In early June the Lisala-Bumba deputies replaced the pro-Eketebi President of the Assembly and forced all of the ministers of the government to resign. Eketebi narrowly escaped a censure vote only due to his popular support in the Bomongo and Lisala territories. Then on 21 June the provincial deputies brought up a motion of censure. Accusing him of partisan and discriminatory politics, disorganisation, lacking in an effective government programme, misappropriating public funds for personal purposes, encouraging corruption, stoking conflict between the Bumba and Lisala regions, and holding responsibility in the January incident, they voted to dismiss him. Still in possession of the support of some riverine peoples, he challenged the legitimacy of the government that replaced his.
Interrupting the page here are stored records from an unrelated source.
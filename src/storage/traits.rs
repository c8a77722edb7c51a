//! Storage traits and error types

use crate::record::ChurchRecord;
use crate::state::{SessionStatus, SessionTotals};
use crate::storage::{ChurchFilter, ScrapeErrorRecord, ScrapeSessionRecord, SessionSummary};
use thiserror::Error;

/// Errors that can occur during storage operations
#[derive(Debug, Error)]
pub enum StorageError {
    #[error("Database error: {0}")]
    Database(String),

    /// The store cannot be opened or has gone away
    #[error("Store unavailable: {0}")]
    Unavailable(String),

    #[error("Session not found: {0}")]
    SessionNotFound(String),

    #[error("Church not found: {0}")]
    ChurchNotFound(i64),

    #[error("IO error: {0}")]
    Io(#[from] std::io::Error),

    #[error("SQLite error: {0}")]
    Sqlite(#[from] rusqlite::Error),
}

impl StorageError {
    /// Returns true if further writes in this session are pointless
    ///
    /// Busy/locked errors are not included: they are per-statement.
    pub fn is_unavailable(&self) -> bool {
        match self {
            Self::Unavailable(_) | Self::Io(_) => true,
            Self::Sqlite(rusqlite::Error::SqliteFailure(e, _)) => matches!(
                e.code,
                rusqlite::ErrorCode::CannotOpen
                    | rusqlite::ErrorCode::SystemIoFailure
                    | rusqlite::ErrorCode::ReadOnly
                    | rusqlite::ErrorCode::DiskFull
                    | rusqlite::ErrorCode::NotADatabase
                    | rusqlite::ErrorCode::DatabaseCorrupt
            ),
            _ => false,
        }
    }
}

/// Result type for storage operations
pub type StorageResult<T> = Result<T, StorageError>;

/// Trait for storage backend implementations
///
/// Writers take `&mut self`; callers share a backend behind a mutex.
pub trait Storage {
    // ===== Sessions =====

    /// Inserts a new session row
    fn create_session(&mut self, session: &ScrapeSessionRecord) -> StorageResult<()>;

    /// Gets a session by ID
    fn get_session(&self, id: &str) -> StorageResult<ScrapeSessionRecord>;

    /// Sets the status of a session
    fn update_session_status(&mut self, id: &str, status: SessionStatus) -> StorageResult<()>;

    /// Adds `delta` to the session counters
    fn add_session_totals(&mut self, id: &str, delta: &SessionTotals) -> StorageResult<()>;

    /// Sets a terminal status, the finish timestamp and an optional error message
    fn finish_session(
        &mut self,
        id: &str,
        status: SessionStatus,
        error_message: Option<&str>,
    ) -> StorageResult<()>;

    /// Lists sessions newest first, with their error-log counts
    fn list_sessions(&self, limit: usize) -> StorageResult<Vec<SessionSummary>>;

    // ===== Error log =====

    /// Appends an error row
    ///
    /// # Returns
    ///
    /// The ID of the new row
    fn insert_error(&mut self, error: &ScrapeErrorRecord) -> StorageResult<i64>;

    /// Gets every error logged for a session, oldest first
    fn errors_for_session(&self, session_id: &str) -> StorageResult<Vec<ScrapeErrorRecord>>;

    // ===== Churches =====

    /// Looks up a church by its identity key
    fn find_church_by_key(&self, dedup_key: &str) -> StorageResult<Option<ChurchRecord>>;

    /// Gets a church by ID
    fn get_church(&self, id: i64) -> StorageResult<ChurchRecord>;

    /// Inserts a church, or merges it into the row with the same key
    ///
    /// On conflict, identity fields and provenance are kept, non-empty
    /// incoming material fields win and empty ones never erase stored data.
    ///
    /// # Returns
    ///
    /// The ID of the inserted or merged row
    fn upsert_church(&mut self, record: &ChurchRecord) -> StorageResult<i64>;

    /// Filters the directory
    fn search_churches(&self, filter: &ChurchFilter) -> StorageResult<Vec<ChurchRecord>>;

    /// Gets total church count
    fn count_churches(&self) -> StorageResult<u64>;

    /// Counts churches per distinct value of `column`, largest group first
    ///
    /// Only the jurisdiction and state of `filter` apply. Rows without a value
    /// are grouped under an empty string.
    fn count_churches_by(&self, column: GroupBy, filter: &ChurchFilter) -> StorageResult<Vec<(String, u64)>>;
}

/// Column the directory statistics are grouped by
#[derive(Debug, Clone, Copy, PartialEq, Eq)]
pub enum GroupBy {
    Jurisdiction,
    State,
}

impl GroupBy {
    pub fn column(&self) -> &'static str {
        match self {
            Self::Jurisdiction => "jurisdiction",
            Self::State => "state",
        }
    }
}
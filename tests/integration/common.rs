//! Shared fixtures for integration tests

use async_trait::async_trait;
use chrono::Utc;
use std::path::PathBuf;
use std::sync::atomic::{AtomicU32, AtomicUsize, Ordering};
use std::sync::Arc;
use std::time::Duration;
use tempfile::TempDir;
use tokio_util::sync::CancellationToken;
use vespers::config::{Config, DatabaseConfig, EngineOptions, RetryConfig, UserAgentConfig};
use vespers::crawler::LinkChecker;
use vespers::source::{RawPayload, SourceError, SourceRegistry, SourceScraper};
use vespers::storage::SqliteStorage;
use vespers::CandidateRecord;

/// Temporary workspace holding the database and the report directory
pub struct Workspace {
    pub dir: TempDir,
}

impl Workspace {
    pub fn new() -> Self {
        Self {
            dir: TempDir::new().expect("temp dir"),
        }
    }

    pub fn db_path(&self) -> PathBuf {
        self.dir.path().join("churches.db")
    }

    pub fn config(&self) -> Config {
        Config {
            engine: EngineOptions {
                output_dir: self.dir.path().join("out").display().to_string(),
                ..Default::default()
            },
            database: DatabaseConfig {
                path: self.db_path().display().to_string(),
                busy_timeout_ms: 5000,
            },
            retry: RetryConfig {
                max_attempts: 3,
                base_delay_ms: 10,
                max_delay_ms: 100,
                task_timeout_secs: 5,
            },
            user_agent: UserAgentConfig {
                crawler_name: "VespersTest".to_string(),
                crawler_version: "1.0".to_string(),
                contact_url: "https://example.com/about".to_string(),
                contact_email: "test@example.com".to_string(),
            },
            sources: Vec::new(),
        }
    }

    pub fn storage(&self) -> SqliteStorage {
        SqliteStorage::new(&self.db_path(), Duration::from_secs(1)).expect("open storage")
    }
}

pub fn church(source: &str, name: &str, city: &str, state: &str) -> CandidateRecord {
    let mut candidate = CandidateRecord::new(source, name, "Orthodox Church in America");
    candidate.city = Some(city.to_string());
    candidate.state = Some(state.to_string());
    candidate
}

pub fn payload(url: &str) -> RawPayload {
    RawPayload {
        url: url.to_string(),
        final_url: url.to_string(),
        status: 200,
        content_type: Some("text/html".to_string()),
        body: String::new(),
        fetched_at: Utc::now(),
    }
}

/// How a [`MockSource`] behaves on fetch
#[derive(Clone)]
pub enum Behavior {
    /// Sleep, then succeed
    Delay(Duration),
    /// Never answer within any reasonable budget
    Hang,
    /// Fail with a terminal HTTP status
    NotFound,
    /// Cancel the given token, then succeed
    CancelSession(CancellationToken),
    /// Sleep, run the hook, then succeed
    Hook {
        after: Duration,
        hook: Arc<dyn Fn() + Send + Sync>,
    },
    /// Fetch fine, then panic while parsing
    PanicOnParse,
}

/// Scriptable source yielding fixed candidates
pub struct MockSource {
    pub id: String,
    pub candidates: Vec<CandidateRecord>,
    pub behavior: Behavior,
    pub fetches: Arc<AtomicU32>,
    pub active: Arc<AtomicUsize>,
    pub peak: Arc<AtomicUsize>,
}

impl MockSource {
    pub fn new(id: &str, candidates: Vec<CandidateRecord>) -> Self {
        Self {
            id: id.to_string(),
            candidates,
            behavior: Behavior::Delay(Duration::ZERO),
            fetches: Arc::new(AtomicU32::new(0)),
            active: Arc::new(AtomicUsize::new(0)),
            peak: Arc::new(AtomicUsize::new(0)),
        }
    }

    pub fn with_behavior(mut self, behavior: Behavior) -> Self {
        self.behavior = behavior;
        self
    }

    /// Shares concurrency counters with other sources
    pub fn with_counters(mut self, active: &Arc<AtomicUsize>, peak: &Arc<AtomicUsize>) -> Self {
        self.active = Arc::clone(active);
        self.peak = Arc::clone(peak);
        self
    }
}

#[async_trait]
impl SourceScraper for MockSource {
    fn id(&self) -> &str {
        &self.id
    }

    fn jurisdiction(&self) -> &str {
        "Orthodox Church in America"
    }

    fn urls(&self) -> Vec<String> {
        vec![format!("https://{}.example.org/parishes", self.id)]
    }

    async fn fetch(&self, url: &str) -> Result<RawPayload, SourceError> {
        self.fetches.fetch_add(1, Ordering::SeqCst);
        let now = self.active.fetch_add(1, Ordering::SeqCst) + 1;
        self.peak.fetch_max(now, Ordering::SeqCst);

        let result = match &self.behavior {
            Behavior::Delay(delay) => {
                tokio::time::sleep(*delay).await;
                Ok(payload(url))
            }
            Behavior::Hang => {
                tokio::time::sleep(Duration::from_secs(24 * 3600)).await;
                Ok(payload(url))
            }
            Behavior::NotFound => Err(SourceError::Http {
                url: url.to_string(),
                status: 404,
            }),
            Behavior::CancelSession(token) => {
                token.cancel();
                Ok(payload(url))
            }
            Behavior::Hook { after, hook } => {
                tokio::time::sleep(*after).await;
                hook();
                Ok(payload(url))
            }
            Behavior::PanicOnParse => Ok(payload(url)),
        };

        self.active.fetch_sub(1, Ordering::SeqCst);
        result
    }

    fn parse(&self, _payload: &RawPayload) -> Result<Vec<CandidateRecord>, SourceError> {
        if let Behavior::PanicOnParse = self.behavior {
            panic!("unexpected markup in {}", self.id);
        }
        Ok(self.candidates.clone())
    }
}

/// Link checker that counts calls and finds every URL reachable
#[derive(Default)]
pub struct AlwaysUp {
    pub calls: AtomicU32,
}

#[async_trait]
impl LinkChecker for AlwaysUp {
    async fn check(&self, _url: &str) -> Result<(), SourceError> {
        self.calls.fetch_add(1, Ordering::SeqCst);
        Ok(())
    }
}

pub fn registry(sources: Vec<MockSource>) -> SourceRegistry {
    let mut registry = SourceRegistry::new();
    for source in sources {
        registry.register(Arc::new(source)).expect("unique source id");
    }
    registry
}
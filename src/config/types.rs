use serde::{Deserialize, Serialize};

/// Main configuration structure for Vespers
#[derive(Debug, Clone, Deserialize, Serialize)]
pub struct Config {
    #[serde(default)]
    pub engine: EngineOptions,
    pub database: DatabaseConfig,
    #[serde(default)]
    pub retry: RetryConfig,
    #[serde(rename = "user-agent")]
    pub user_agent: UserAgentConfig,
    #[serde(default, rename = "source")]
    pub sources: Vec<SourceEntry>,
}

/// Options that shape one crawl session
#[derive(Debug, Clone, Deserialize, Serialize)]
#[serde(rename_all = "kebab-case")]
pub struct EngineOptions {
    /// Directory for session reports
    #[serde(default = "default_output_dir")]
    pub output_dir: String,

    /// Default log level for the binary (overridden by -v/-q)
    #[serde(default = "default_log_level")]
    pub log_level: String,

    /// Maximum number of source tasks running at once
    #[serde(default = "default_max_concurrent_scrapers")]
    pub max_concurrent_scrapers: u32,

    /// Reject candidates whose URLs are not well-formed
    #[serde(default = "default_true")]
    pub validate_urls: bool,

    /// Additionally check candidate URLs with a HEAD request
    #[serde(default)]
    pub live_check_urls: bool,

    /// Classify candidates against known records
    #[serde(default = "default_true")]
    pub enable_duplicate_detection: bool,

    /// Write records, sessions and errors to the database
    #[serde(default = "default_true")]
    pub save_to_database: bool,
}

impl Default for EngineOptions {
    fn default() -> Self {
        Self {
            output_dir: default_output_dir(),
            log_level: default_log_level(),
            max_concurrent_scrapers: default_max_concurrent_scrapers(),
            validate_urls: true,
            live_check_urls: false,
            enable_duplicate_detection: true,
            save_to_database: true,
        }
    }
}

/// Store connection parameters
#[derive(Debug, Clone, Deserialize, Serialize)]
#[serde(rename_all = "kebab-case")]
pub struct DatabaseConfig {
    /// Path to the SQLite database file
    pub path: String,

    /// How long a writer waits on a locked database (milliseconds)
    #[serde(default = "default_busy_timeout_ms")]
    pub busy_timeout_ms: u64,
}

/// Retry and timeout budget applied to every source task
#[derive(Debug, Clone, Deserialize, Serialize)]
#[serde(rename_all = "kebab-case")]
pub struct RetryConfig {
    /// Total attempts per task, including the first
    #[serde(default = "default_max_attempts")]
    pub max_attempts: u32,

    /// Delay before the second attempt; doubles on every further attempt
    #[serde(default = "default_base_delay_ms")]
    pub base_delay_ms: u64,

    /// Upper bound for a single backoff delay
    #[serde(default = "default_max_delay_ms")]
    pub max_delay_ms: u64,

    /// Execution budget of a single attempt
    #[serde(default = "default_task_timeout_secs")]
    pub task_timeout_secs: u64,
}

impl Default for RetryConfig {
    fn default() -> Self {
        Self {
            max_attempts: default_max_attempts(),
            base_delay_ms: default_base_delay_ms(),
            max_delay_ms: default_max_delay_ms(),
            task_timeout_secs: default_task_timeout_secs(),
        }
    }
}

/// User agent identification configuration
#[derive(Debug, Clone, Deserialize, Serialize)]
#[serde(rename_all = "kebab-case")]
pub struct UserAgentConfig {
    /// Name of the crawler
    pub crawler_name: String,

    /// Version of the crawler
    pub crawler_version: String,

    /// URL with information about the crawler
    pub contact_url: String,

    /// Email address for crawler-related contact
    pub contact_email: String,
}

impl UserAgentConfig {
    /// Formats the user agent string: `Name/Version (+ContactURL; ContactEmail)`
    pub fn header_value(&self) -> String {
        format!(
            "{}/{} (+{}; {})",
            self.crawler_name, self.crawler_version, self.contact_url, self.contact_email
        )
    }
}

/// Kind of extractor that handles a source
#[derive(Debug, Clone, Copy, PartialEq, Eq, Deserialize, Serialize)]
#[serde(rename_all = "kebab-case")]
pub enum SourceKind {
    /// HTML listing pages read through CSS selectors
    HtmlDirectory,
}

/// One crawlable directory source
#[derive(Debug, Clone, Deserialize, Serialize)]
pub struct SourceEntry {
    /// Unique source identifier (e.g. "oca")
    pub id: String,

    /// Jurisdiction every record from this source belongs to
    pub jurisdiction: String,

    /// Listing pages to fetch
    pub urls: Vec<String>,

    #[serde(default = "default_source_kind")]
    pub kind: SourceKind,

    #[serde(default)]
    pub selectors: SelectorConfig,
}

/// CSS selectors for the HTML directory extractor
///
/// `item` selects one element per church; every other selector is evaluated
/// inside that element.
#[derive(Debug, Clone, Default, Deserialize, Serialize)]
pub struct SelectorConfig {
    #[serde(default)]
    pub item: String,
    #[serde(default)]
    pub name: String,
    #[serde(default, skip_serializing_if = "Option::is_none")]
    pub address: Option<String>,
    #[serde(default, skip_serializing_if = "Option::is_none")]
    pub city: Option<String>,
    #[serde(default, skip_serializing_if = "Option::is_none")]
    pub state: Option<String>,
    #[serde(default, skip_serializing_if = "Option::is_none")]
    pub zip: Option<String>,
    #[serde(default, skip_serializing_if = "Option::is_none")]
    pub clergy: Option<String>,
    #[serde(default, skip_serializing_if = "Option::is_none")]
    pub website: Option<String>,
    #[serde(default, skip_serializing_if = "Option::is_none")]
    pub phone: Option<String>,
    #[serde(default, skip_serializing_if = "Option::is_none")]
    pub email: Option<String>,
}

fn default_output_dir() -> String {
    "./vespers-output".to_string()
}

fn default_log_level() -> String {
    "info".to_string()
}

fn default_max_concurrent_scrapers() -> u32 {
    3
}

fn default_true() -> bool {
    true
}

fn default_busy_timeout_ms() -> u64 {
    5000
}

fn default_max_attempts() -> u32 {
    3
}

fn default_base_delay_ms() -> u64 {
    500
}

fn default_max_delay_ms() -> u64 {
    30_000
}

fn default_task_timeout_secs() -> u64 {
    60
}

fn default_source_kind() -> SourceKind {
    SourceKind::HtmlDirectory
}
//! Configuration module for Vespers
//!
//! This module handles loading, parsing, and validating TOML configuration files.
//!
//! # Example
//!
//! ```no_run
//! use vespers::config::load_config;
//! use std::path::Path;
//!
//! let config = load_config(Path::new("vespers.toml")).unwrap();
//! println!("Crawling {} sources", config.sources.len());
//! ```

mod parser;
mod types;
mod validation;

// Re-export types
pub use types::{
    Config, DatabaseConfig, EngineOptions, RetryConfig, SelectorConfig, SourceEntry, SourceKind,
    UserAgentConfig,
};

// Re-export parser and validation functions
pub use parser::{compute_config_hash, load_config, load_config_with_hash, parse_config, snapshot};
pub use validation::{check_runtime_limits, validate, MAX_ATTEMPTS, MAX_CONCURRENT_SCRAPERS};
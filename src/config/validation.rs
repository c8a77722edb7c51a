use crate::config::types::{
    Config, DatabaseConfig, EngineOptions, RetryConfig, SelectorConfig, SourceEntry,
    UserAgentConfig,
};
use crate::ConfigError;
use scraper::Selector;
use std::collections::HashSet;
use url::Url;

/// Upper bound for concurrent source tasks
pub const MAX_CONCURRENT_SCRAPERS: u32 = 64;

/// Upper bound for attempts per task
pub const MAX_ATTEMPTS: u32 = 10;

/// Validates the entire configuration
pub fn validate(config: &Config) -> Result<(), ConfigError> {
    check_runtime_limits(&config.engine, &config.retry)?;
    validate_engine_options(&config.engine)?;
    validate_database_config(&config.database)?;
    validate_retry_config(&config.retry)?;
    validate_user_agent_config(&config.user_agent)?;
    validate_sources(&config.sources)?;
    Ok(())
}

/// Checks the limits the engine cannot run without
///
/// The engine calls this again before dispatching, because options may reach it
/// without passing through [`validate`].
pub fn check_runtime_limits(engine: &EngineOptions, retry: &RetryConfig) -> Result<(), ConfigError> {
    if engine.max_concurrent_scrapers < 1 || engine.max_concurrent_scrapers > MAX_CONCURRENT_SCRAPERS
    {
        return Err(ConfigError::Validation(format!(
            "max_concurrent_scrapers must be between 1 and {}, got {}",
            MAX_CONCURRENT_SCRAPERS, engine.max_concurrent_scrapers
        )));
    }

    if retry.max_attempts < 1 || retry.max_attempts > MAX_ATTEMPTS {
        return Err(ConfigError::Validation(format!(
            "max_attempts must be between 1 and {}, got {}",
            MAX_ATTEMPTS, retry.max_attempts
        )));
    }

    if retry.task_timeout_secs == 0 {
        return Err(ConfigError::Validation(
            "task_timeout_secs must be greater than 0".to_string(),
        ));
    }

    Ok(())
}

fn validate_engine_options(engine: &EngineOptions) -> Result<(), ConfigError> {
    if engine.output_dir.trim().is_empty() {
        return Err(ConfigError::Validation(
            "output_dir cannot be empty".to_string(),
        ));
    }

    match engine.log_level.to_ascii_lowercase().as_str() {
        "error" | "warn" | "info" | "debug" | "trace" => Ok(()),
        other => Err(ConfigError::Validation(format!(
            "log_level must be one of error, warn, info, debug, trace; got '{}'",
            other
        ))),
    }
}

fn validate_database_config(database: &DatabaseConfig) -> Result<(), ConfigError> {
    if database.path.trim().is_empty() {
        return Err(ConfigError::Validation(
            "database path cannot be empty".to_string(),
        ));
    }
    Ok(())
}

fn validate_retry_config(retry: &RetryConfig) -> Result<(), ConfigError> {
    if retry.base_delay_ms > retry.max_delay_ms {
        return Err(ConfigError::Validation(format!(
            "base_delay_ms ({}) cannot exceed max_delay_ms ({})",
            retry.base_delay_ms, retry.max_delay_ms
        )));
    }
    Ok(())
}

/// Validates user agent configuration
fn validate_user_agent_config(config: &UserAgentConfig) -> Result<(), ConfigError> {
    // Validate crawler name: non-empty, alphanumeric + hyphens only
    if config.crawler_name.is_empty() {
        return Err(ConfigError::Validation(
            "crawler_name cannot be empty".to_string(),
        ));
    }

    if !config
        .crawler_name
        .chars()
        .all(|c| c.is_alphanumeric() || c == '-')
    {
        return Err(ConfigError::Validation(format!(
            "crawler_name must contain only alphanumeric characters and hyphens, got '{}'",
            config.crawler_name
        )));
    }

    Url::parse(&config.contact_url)
        .map_err(|e| ConfigError::InvalidUrl(format!("Invalid contact_url: {}", e)))?;

    validate_email(&config.contact_email)?;

    Ok(())
}

/// Validates the source list
fn validate_sources(sources: &[SourceEntry]) -> Result<(), ConfigError> {
    if sources.is_empty() {
        return Err(ConfigError::Validation(
            "at least one [[source]] must be configured".to_string(),
        ));
    }

    let mut seen = HashSet::new();
    for source in sources {
        validate_source_id(&source.id)?;

        if !seen.insert(source.id.as_str()) {
            return Err(ConfigError::Validation(format!(
                "duplicate source id '{}'",
                source.id
            )));
        }

        if source.jurisdiction.trim().is_empty() {
            return Err(ConfigError::Validation(format!(
                "source '{}' must name a jurisdiction",
                source.id
            )));
        }

        if source.urls.is_empty() {
            return Err(ConfigError::Validation(format!(
                "source '{}' must have at least one URL",
                source.id
            )));
        }

        for raw in &source.urls {
            let url = Url::parse(raw).map_err(|e| {
                ConfigError::InvalidUrl(format!("Invalid URL '{}' in source '{}': {}", raw, source.id, e))
            })?;

            if url.scheme() != "http" && url.scheme() != "https" {
                return Err(ConfigError::InvalidUrl(format!(
                    "URL '{}' in source '{}' must use http or https",
                    raw, source.id
                )));
            }
        }

        validate_selectors(&source.id, &source.selectors)?;
    }

    Ok(())
}

fn validate_source_id(id: &str) -> Result<(), ConfigError> {
    if id.is_empty() {
        return Err(ConfigError::Validation("source id cannot be empty".to_string()));
    }

    if !id
        .chars()
        .all(|c| c.is_ascii_lowercase() || c.is_ascii_digit() || c == '-')
    {
        return Err(ConfigError::Validation(format!(
            "source id must contain only lowercase letters, digits and hyphens, got '{}'",
            id
        )));
    }

    Ok(())
}

fn validate_selectors(source_id: &str, selectors: &SelectorConfig) -> Result<(), ConfigError> {
    if selectors.item.trim().is_empty() {
        return Err(ConfigError::InvalidSelector(format!(
            "source '{}' needs an item selector",
            source_id
        )));
    }

    if selectors.name.trim().is_empty() {
        return Err(ConfigError::InvalidSelector(format!(
            "source '{}' needs a name selector",
            source_id
        )));
    }

    let optional = [
        &selectors.address,
        &selectors.city,
        &selectors.state,
        &selectors.zip,
        &selectors.clergy,
        &selectors.website,
        &selectors.phone,
        &selectors.email,
    ];

    let all = [Some(&selectors.item), Some(&selectors.name)]
        .into_iter()
        .flatten()
        .chain(optional.into_iter().flatten());

    for css in all {
        Selector::parse(css).map_err(|e| {
            ConfigError::InvalidSelector(format!(
                "source '{}': cannot parse selector '{}': {:?}",
                source_id, css, e
            ))
        })?;
    }

    Ok(())
}

/// Basic email validation
fn validate_email(email: &str) -> Result<(), ConfigError> {
    if email.is_empty() {
        return Err(ConfigError::Validation(
            "contact_email cannot be empty".to_string(),
        ));
    }

    let parts: Vec<&str> = email.split('@').collect();
    if parts.len() != 2 {
        return Err(ConfigError::Validation(format!(
            "Invalid email format: '{}'",
            email
        )));
    }

    let local = parts[0];
    let domain = parts[1];

    if local.is_empty() || domain.is_empty() || !domain.contains('.') {
        return Err(ConfigError::Validation(format!(
            "Invalid email format: '{}'",
            email
        )));
    }

    Ok(())
}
However, in the 1965 elections Bolikango was reelected to his seat in the national Parliament by a wide margin, thus eclipsing Eketebi's popularity in the region.

=== National government ===
Eketebi served as deputy director of the Office of the Head of State from December 1965 until 1969. From 1969 until 1970, he served as Ambassador Extraordinary and Plenipotentiary to Tanzania. From January to July 1971, he served as Ambassador to the Conseil de l'Entente with residence in Abidjan.

On 2 July 1971 Eketebi was appointed Vice Minister of Foreign Affairs by President Mobutu. In July 1972 he was made State Commissioner of Transport and Communications. On 7 January 1975 he was dismissed from his post. Later that month Eketebi was stripped of the National Order of the Leopard and a criminal investigation was opened against him. The government accused him of misappropriating 14 million zaires, 58 million Belgian francs, and 727,000 United States dollars, and filed 48 charges of corruption and financial crimes against him. The Supreme Court of Justice dismissed his attempts in limini litis to halt the proceedings by claiming immunity under Amnesty Law no. 74/023 of 27 November 1974. He was convicted on several counts of misappropriation of public funds and his property was seized by the government.

== Later life ==
Eketebi was pardoned on 18 October 1994. He died in February 2006.